В шесть ее все еще не было. Почему? Забыть не могла, это невозможно. Неужели ей нужно было лишь провести вечер, поболтать с психованным греком — забавная история из жизни животных, будет о чем рассказать в общаге.
Шесть тридцать.
Он свернулся на чистой постели Фицгора, сдвинув покрывало так, чтобы закрыть оледеневшую подушку. Уснуть, считая минуты, казалось, невозможно, но ему все же удалось впасть в мрачное, сырое отродье полудремы. Хорошо смазанное веко на третьем, дополнительном глазу его сознания раскрылось на зимнюю опушку, где безмолвный ветер гнал поземку, и вихри косметического талька осыпали сосны. У врат восприятия чеширски улыбался потрошеный волк, его присутствие лишь угадывалось, ни на секунду не становясь окончательным. Затем слабый запах звериной мочи, пейзаж меняет форму и размеры, ветер стихает, тальк оседает, раскручивая обратно спираль широкой панорамы. Сцена теперь видна с высокого плато, возможно, со столовой горы, и на ее поверхности — раззявленный рот пещеры. Невообразимая тварь шевелится в ее глубине, готовая себя обнаружить, непристойно выскочить наружу. Гора — где-то на востоке. Но почему? Четвертные ноты, приглушенная дробь тамбурина, монотонный речитатив аманэ: … Ela ke si ke klapse. Ke par to ema mou, ke ta mallia sou vapse[12].
— Гноссос.
— Угм?
— Ты проснулся?
— А.
— Тебе что-то снилось.
— Что?
— Ты что-то говорил. На другом языке.
— А. Привет. Ты давно тут?
— Полчаса. Сам привет.
— Черт. — Потягиваясь, протирая кулаком глаза.
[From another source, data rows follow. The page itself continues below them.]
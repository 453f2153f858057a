//! Idempotent subscription handle.

use parking_lot::Mutex;
use std::sync::atomic::{AtomicBool, Ordering};
use std::sync::Arc;

use super::Resource;
use crate::errors::ReleaseError;

type ReleaseFn = Box<dyn FnOnce() -> Result<(), ReleaseError> + Send>;

struct Inner {
    released: AtomicBool,
    on_release: Mutex<Option<ReleaseFn>>,
}

/// A releasable connection between a producer and a consumer.
///
/// Clones share state: releasing any clone releases all of them, and the
/// release closure runs at most once.
///
/// The closure must not hold a strong reference to the producer it
/// disconnects from, otherwise a registered subscription keeps its own
/// watched object alive and is never swept.
#[derive(Clone)]
pub struct Subscription {
    inner: Arc<Inner>,
}

impl Subscription {
    /// Creates a subscription that runs `on_release` when released.
    pub fn new<F>(on_release: F) -> Self
    where
        F: FnOnce() + Send + 'static,
    {
        Self::fallible(move || {
            on_release();
            Ok(())
        })
    }

    /// Creates a subscription whose release closure may fail.
    pub fn fallible<F>(on_release: F) -> Self
    where
        F: FnOnce() -> Result<(), ReleaseError> + Send + 'static,
    {
        Self {
            inner: Arc::new(Inner {
                released: AtomicBool::new(false),
                on_release: Mutex::new(Some(Box::new(on_release))),
            }),
        }
    }

    /// Creates a subscription with nothing to release.
    #[must_use]
    pub fn empty() -> Self {
        Self {
            inner: Arc::new(Inner {
                released: AtomicBool::new(false),
                on_release: Mutex::new(None),
            }),
        }
    }
}

impl Resource for Subscription {
    fn release(&self) -> Result<(), ReleaseError> {
        if self
            .inner
            .released
            .compare_exchange(false, true, Ordering::SeqCst, Ordering::SeqCst)
            .is_err()
        {
            return Ok(());
        }

        let on_release = self.inner.on_release.lock().take();
        match on_release {
            Some(f) => f(),
            None => Ok(()),
        }
    }

    fn is_released(&self) -> bool {
        self.inner.released.load(Ordering::SeqCst)
    }
}

impl std::fmt::Debug for Subscription {
    fn fmt(&self, f: &mut std::fmt::Formatter<'_>) -> std::fmt::Result {
        f.debug_struct("Subscription")
            .field("released", &self.is_released())
            .finish()
    }
}

#[cfg(test)]
mod tests {
    use super::*;
    use std::sync::atomic::AtomicUsize;

    #[test]
    fn test_release_runs_once() {
        let counter = Arc::new(AtomicUsize::new(0));
        let counter_clone = counter.clone();
        let sub = Subscription::new(move || {
            counter_clone.fetch_add(1, Ordering::SeqCst);
        });

        assert!(!sub.is_released());
        sub.release().unwrap();
        sub.release().unwrap();

        assert!(sub.is_released());
        assert_eq!(counter.load(Ordering::SeqCst), 1);
    }

    #[test]
    fn test_clones_share_state() {
        let counter = Arc::new(AtomicUsize::new(0));
        let counter_clone = counter.clone();
        let sub = Subscription::new(move || {
            counter_clone.fetch_add(1, Ordering::SeqCst);
        });
        let other = sub.clone();

        other.release().unwrap();
        assert!(sub.is_released());
        sub.release().unwrap();
        assert_eq!(counter.load(Ordering::SeqCst), 1);
    }

    #[test]
    fn test_fallible_release_reports_once() {
        let sub = Subscription::fallible(|| Err(ReleaseError::new("already gone")));

        assert_eq!(sub.release(), Err(ReleaseError::new("already gone")));
        // Second call is a no-op even though the first failed.
        assert_eq!(sub.release(), Ok(()));
        assert!(sub.is_released());
    }

    #[test]
    fn test_empty_subscription() {
        let sub = Subscription::empty();
        assert!(sub.release().is_ok());
        assert!(sub.is_released());
        assert_eq!(format!("{sub:?}"), "Subscription { released: true }");
    }

    #[test]
    fn test_concurrent_release() {
        let counter = Arc::new(AtomicUsize::new(0));
        let counter_clone = counter.clone();
        let sub = Subscription::new(move || {
            counter_clone.fetch_add(1, Ordering::SeqCst);
        });

        let threads: Vec<_> = (0..8)
            .map(|_| {
                let sub = sub.clone();
                std::thread::spawn(move || sub.release())
            })
            .collect();
        for t in threads {
            t.join().unwrap().unwrap();
        }

        assert_eq!(counter.load(Ordering::SeqCst), 1);
    }
}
— Дверь была открыта. Я сперва постучалась.
— Хммм. Проходи, садись.
— Там что-то на плите. Чуть не сгорело.
Долма. Забыл про соус. Сесть. Оомп. Все те же зеленые гольфы.
— Я схожу посмотрю…
— Все в порядке, я уменьшила огонь. И поставила эту штуку с шашлыками в духовку. Не возражаешь? Ты так сладко спал.
— Конечно нет. — Могла быть и Памела. Оставляй дверь открытой, найдешь у себя в виске пешню. — Жуть, язык, как половая тряпка.
— Пил что ли?
— Болтал скорее. Сладко спал, да?
— Тебе снилось что-то плохое?
— Невротическое, малыш, сплошные знаки. Есть хочешь? Будешь перец из Салоник?
— Сны нужно рассказывать. Сразу как проснешься, иначе забудешь.
— Да ладно, оно того не стоит. Никакого явного секса — просто куча символов, бессвязные концы. Хочешь перекусить, пожевать чего-нибудь?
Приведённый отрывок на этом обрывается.